▶ [WHAT THE TASK REQUIRES] From the listing below, return every line with the string "avatarUrl" in it.

▶ [DATA IN THIS EXERCISE]
────────────────────

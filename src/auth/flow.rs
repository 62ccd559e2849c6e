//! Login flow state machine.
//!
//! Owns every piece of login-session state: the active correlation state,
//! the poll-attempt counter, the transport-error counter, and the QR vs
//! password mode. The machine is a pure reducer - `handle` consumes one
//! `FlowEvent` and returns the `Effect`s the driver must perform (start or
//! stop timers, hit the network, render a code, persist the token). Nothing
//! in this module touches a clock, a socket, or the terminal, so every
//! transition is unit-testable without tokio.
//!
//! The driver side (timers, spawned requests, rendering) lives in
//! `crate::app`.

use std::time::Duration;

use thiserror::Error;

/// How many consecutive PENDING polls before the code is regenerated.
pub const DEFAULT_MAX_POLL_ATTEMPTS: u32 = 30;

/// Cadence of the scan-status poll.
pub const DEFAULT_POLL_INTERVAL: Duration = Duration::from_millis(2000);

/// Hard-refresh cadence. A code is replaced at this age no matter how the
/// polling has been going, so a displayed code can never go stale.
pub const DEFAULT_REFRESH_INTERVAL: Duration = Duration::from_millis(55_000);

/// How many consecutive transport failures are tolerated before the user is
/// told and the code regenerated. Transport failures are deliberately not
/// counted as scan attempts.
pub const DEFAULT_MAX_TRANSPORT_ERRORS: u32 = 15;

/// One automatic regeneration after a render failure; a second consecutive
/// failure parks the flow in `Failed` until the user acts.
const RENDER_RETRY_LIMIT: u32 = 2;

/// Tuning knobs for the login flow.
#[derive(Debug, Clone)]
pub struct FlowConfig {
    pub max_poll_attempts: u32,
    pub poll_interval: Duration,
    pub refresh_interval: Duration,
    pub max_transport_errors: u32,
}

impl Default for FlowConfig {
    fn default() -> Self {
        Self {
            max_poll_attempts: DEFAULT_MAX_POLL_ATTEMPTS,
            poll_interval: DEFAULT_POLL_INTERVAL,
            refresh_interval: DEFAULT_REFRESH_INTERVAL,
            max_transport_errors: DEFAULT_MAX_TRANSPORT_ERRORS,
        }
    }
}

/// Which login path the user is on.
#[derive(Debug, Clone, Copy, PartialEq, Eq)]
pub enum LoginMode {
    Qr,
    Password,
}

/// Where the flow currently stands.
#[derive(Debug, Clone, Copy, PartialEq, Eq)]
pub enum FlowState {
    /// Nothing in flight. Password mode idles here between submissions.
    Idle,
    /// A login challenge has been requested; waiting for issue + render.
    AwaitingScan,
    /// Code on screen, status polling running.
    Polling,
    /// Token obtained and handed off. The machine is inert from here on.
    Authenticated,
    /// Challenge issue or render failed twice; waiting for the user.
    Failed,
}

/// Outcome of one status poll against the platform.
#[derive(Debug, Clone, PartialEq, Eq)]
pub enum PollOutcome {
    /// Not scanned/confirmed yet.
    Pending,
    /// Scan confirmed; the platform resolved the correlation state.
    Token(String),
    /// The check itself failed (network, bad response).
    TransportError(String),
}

────────────────────

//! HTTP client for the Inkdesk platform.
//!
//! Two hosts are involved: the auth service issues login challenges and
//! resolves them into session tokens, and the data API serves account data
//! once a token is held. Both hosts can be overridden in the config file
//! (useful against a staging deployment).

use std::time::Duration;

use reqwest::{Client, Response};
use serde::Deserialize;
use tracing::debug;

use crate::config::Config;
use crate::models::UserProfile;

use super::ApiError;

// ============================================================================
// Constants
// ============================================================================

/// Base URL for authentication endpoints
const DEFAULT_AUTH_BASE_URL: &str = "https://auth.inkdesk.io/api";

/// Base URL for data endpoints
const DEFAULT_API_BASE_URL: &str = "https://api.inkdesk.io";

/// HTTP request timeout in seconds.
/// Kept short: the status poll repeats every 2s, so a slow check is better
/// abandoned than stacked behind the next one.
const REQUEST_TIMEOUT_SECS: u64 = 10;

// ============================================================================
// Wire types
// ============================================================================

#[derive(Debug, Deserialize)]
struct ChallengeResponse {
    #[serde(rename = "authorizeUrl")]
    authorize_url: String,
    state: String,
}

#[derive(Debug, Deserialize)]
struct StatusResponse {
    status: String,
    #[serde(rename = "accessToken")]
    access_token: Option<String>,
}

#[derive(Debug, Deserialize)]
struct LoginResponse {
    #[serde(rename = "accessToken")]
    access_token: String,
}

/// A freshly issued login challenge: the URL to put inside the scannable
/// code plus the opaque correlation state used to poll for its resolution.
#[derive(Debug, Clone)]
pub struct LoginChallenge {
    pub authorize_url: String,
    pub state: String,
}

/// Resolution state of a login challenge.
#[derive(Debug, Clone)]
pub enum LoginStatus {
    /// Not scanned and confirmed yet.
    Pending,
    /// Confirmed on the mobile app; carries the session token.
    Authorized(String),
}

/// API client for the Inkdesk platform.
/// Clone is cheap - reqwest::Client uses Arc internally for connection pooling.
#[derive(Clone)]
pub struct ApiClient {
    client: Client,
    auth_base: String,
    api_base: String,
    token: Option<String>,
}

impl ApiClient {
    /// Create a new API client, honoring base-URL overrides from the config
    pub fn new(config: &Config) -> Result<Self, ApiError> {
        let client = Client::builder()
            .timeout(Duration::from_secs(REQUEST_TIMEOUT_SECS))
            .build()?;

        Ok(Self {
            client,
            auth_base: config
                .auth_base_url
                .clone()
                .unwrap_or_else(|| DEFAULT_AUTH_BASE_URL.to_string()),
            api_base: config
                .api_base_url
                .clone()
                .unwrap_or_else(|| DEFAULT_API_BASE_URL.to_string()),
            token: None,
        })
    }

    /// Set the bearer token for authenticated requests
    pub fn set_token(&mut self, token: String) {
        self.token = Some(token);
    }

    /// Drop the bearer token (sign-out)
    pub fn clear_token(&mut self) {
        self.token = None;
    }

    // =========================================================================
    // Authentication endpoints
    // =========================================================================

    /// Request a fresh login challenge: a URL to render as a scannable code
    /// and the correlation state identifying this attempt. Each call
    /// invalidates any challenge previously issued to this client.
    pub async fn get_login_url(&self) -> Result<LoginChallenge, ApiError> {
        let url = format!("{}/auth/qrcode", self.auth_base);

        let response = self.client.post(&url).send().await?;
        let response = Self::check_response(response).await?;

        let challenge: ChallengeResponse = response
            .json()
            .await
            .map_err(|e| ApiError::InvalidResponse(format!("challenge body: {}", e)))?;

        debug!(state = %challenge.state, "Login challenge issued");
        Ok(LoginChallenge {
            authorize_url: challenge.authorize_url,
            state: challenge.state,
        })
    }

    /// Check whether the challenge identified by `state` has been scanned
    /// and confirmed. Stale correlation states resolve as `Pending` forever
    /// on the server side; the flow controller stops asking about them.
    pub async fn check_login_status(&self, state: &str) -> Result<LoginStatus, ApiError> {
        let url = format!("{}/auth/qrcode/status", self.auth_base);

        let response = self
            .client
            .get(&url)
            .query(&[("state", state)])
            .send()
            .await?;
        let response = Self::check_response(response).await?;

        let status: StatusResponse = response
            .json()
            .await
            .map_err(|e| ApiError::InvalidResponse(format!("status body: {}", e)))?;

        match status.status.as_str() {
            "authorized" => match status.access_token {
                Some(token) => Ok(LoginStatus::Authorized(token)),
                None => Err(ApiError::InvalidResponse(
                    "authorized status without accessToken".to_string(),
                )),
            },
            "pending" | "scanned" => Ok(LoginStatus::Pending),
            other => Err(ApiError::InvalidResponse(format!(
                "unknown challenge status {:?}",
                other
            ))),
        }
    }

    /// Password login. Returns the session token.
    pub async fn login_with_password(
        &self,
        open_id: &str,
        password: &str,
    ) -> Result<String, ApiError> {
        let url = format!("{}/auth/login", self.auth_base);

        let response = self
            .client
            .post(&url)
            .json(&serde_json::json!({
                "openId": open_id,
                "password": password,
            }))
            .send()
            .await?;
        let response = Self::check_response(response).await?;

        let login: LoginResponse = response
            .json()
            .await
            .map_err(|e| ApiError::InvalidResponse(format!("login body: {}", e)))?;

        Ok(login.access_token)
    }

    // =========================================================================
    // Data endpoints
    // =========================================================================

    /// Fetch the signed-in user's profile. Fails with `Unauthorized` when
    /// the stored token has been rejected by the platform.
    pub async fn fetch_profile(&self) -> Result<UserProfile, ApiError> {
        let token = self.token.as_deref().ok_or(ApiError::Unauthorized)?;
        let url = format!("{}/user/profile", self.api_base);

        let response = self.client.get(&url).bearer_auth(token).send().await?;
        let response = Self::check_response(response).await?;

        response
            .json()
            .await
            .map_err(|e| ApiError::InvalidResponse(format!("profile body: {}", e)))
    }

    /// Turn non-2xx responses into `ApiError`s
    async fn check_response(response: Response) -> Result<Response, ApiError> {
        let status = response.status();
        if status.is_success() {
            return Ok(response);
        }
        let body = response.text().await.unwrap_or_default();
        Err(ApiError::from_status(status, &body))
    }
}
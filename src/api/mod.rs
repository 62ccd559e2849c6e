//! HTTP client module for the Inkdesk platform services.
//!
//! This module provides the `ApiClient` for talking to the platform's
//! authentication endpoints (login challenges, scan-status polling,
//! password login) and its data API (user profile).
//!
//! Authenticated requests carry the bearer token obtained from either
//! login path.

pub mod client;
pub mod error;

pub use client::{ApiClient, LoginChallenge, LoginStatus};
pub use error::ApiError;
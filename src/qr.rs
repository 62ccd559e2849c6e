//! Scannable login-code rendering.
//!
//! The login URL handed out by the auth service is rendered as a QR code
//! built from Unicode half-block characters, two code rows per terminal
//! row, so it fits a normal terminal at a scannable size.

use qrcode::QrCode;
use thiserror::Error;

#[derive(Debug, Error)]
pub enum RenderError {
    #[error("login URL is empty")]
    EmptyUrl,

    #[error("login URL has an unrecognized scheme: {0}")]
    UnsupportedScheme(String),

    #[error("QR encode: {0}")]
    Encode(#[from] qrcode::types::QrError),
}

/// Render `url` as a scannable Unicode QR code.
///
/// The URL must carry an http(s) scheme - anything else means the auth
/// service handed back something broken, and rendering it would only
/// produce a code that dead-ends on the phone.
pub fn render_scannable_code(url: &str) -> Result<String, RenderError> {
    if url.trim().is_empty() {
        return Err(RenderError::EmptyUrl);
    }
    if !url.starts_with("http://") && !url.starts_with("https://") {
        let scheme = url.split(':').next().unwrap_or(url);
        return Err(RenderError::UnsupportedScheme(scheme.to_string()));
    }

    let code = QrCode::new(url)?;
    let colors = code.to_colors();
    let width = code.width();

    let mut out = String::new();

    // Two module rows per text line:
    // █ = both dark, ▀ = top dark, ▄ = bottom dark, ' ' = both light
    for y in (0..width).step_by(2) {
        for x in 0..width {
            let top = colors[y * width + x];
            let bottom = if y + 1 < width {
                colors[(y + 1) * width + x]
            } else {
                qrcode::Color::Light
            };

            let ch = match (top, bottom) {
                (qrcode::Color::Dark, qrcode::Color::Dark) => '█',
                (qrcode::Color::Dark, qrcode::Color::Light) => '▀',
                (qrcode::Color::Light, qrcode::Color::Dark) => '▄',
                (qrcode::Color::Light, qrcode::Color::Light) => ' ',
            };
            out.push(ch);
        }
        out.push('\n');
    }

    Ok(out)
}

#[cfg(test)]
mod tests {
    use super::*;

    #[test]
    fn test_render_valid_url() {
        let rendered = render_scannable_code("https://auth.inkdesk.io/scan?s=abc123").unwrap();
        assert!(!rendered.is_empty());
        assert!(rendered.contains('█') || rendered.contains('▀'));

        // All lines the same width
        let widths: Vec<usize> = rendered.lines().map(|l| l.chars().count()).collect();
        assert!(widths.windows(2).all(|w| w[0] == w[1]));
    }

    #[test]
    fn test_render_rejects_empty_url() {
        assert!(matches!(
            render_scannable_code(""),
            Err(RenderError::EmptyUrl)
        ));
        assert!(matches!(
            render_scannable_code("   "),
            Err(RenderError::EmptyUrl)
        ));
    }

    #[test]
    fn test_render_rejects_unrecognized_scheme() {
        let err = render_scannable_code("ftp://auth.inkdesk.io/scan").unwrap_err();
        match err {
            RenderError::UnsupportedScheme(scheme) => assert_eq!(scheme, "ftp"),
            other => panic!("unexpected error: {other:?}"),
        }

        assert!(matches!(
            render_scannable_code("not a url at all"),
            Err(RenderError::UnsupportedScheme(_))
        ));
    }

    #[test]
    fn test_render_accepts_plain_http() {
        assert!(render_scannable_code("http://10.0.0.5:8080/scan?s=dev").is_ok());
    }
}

────────────────────

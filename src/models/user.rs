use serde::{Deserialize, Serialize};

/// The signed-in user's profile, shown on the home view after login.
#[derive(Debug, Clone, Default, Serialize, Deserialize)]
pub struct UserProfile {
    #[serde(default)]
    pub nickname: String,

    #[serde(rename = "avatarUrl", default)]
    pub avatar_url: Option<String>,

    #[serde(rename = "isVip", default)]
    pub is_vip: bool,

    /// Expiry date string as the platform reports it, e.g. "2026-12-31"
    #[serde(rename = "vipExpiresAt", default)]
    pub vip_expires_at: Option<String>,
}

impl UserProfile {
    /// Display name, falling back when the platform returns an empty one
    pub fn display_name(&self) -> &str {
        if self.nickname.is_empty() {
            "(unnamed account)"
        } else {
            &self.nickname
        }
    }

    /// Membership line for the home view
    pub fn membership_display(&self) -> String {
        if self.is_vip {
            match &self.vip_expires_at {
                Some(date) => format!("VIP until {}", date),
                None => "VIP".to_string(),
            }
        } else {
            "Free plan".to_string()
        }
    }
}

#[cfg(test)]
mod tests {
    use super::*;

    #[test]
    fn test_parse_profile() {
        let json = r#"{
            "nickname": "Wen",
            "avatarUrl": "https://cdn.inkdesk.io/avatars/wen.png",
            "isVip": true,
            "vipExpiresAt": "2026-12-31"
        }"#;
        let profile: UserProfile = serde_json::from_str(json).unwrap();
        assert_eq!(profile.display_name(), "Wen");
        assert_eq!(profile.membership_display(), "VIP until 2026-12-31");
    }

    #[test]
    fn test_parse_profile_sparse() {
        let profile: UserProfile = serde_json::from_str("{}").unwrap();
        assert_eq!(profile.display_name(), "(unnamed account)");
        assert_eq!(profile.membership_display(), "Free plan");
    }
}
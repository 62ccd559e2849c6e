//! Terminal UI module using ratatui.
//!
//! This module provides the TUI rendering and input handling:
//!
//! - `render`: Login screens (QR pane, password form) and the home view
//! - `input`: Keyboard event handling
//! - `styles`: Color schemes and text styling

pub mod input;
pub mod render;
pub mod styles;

────────────────────

▶ [OUTPUT BELOW]
    #[serde(rename = "avatarUrl", default)]
            "avatarUrl": "https://cdn.inkdesk.io/avatars/wen.png",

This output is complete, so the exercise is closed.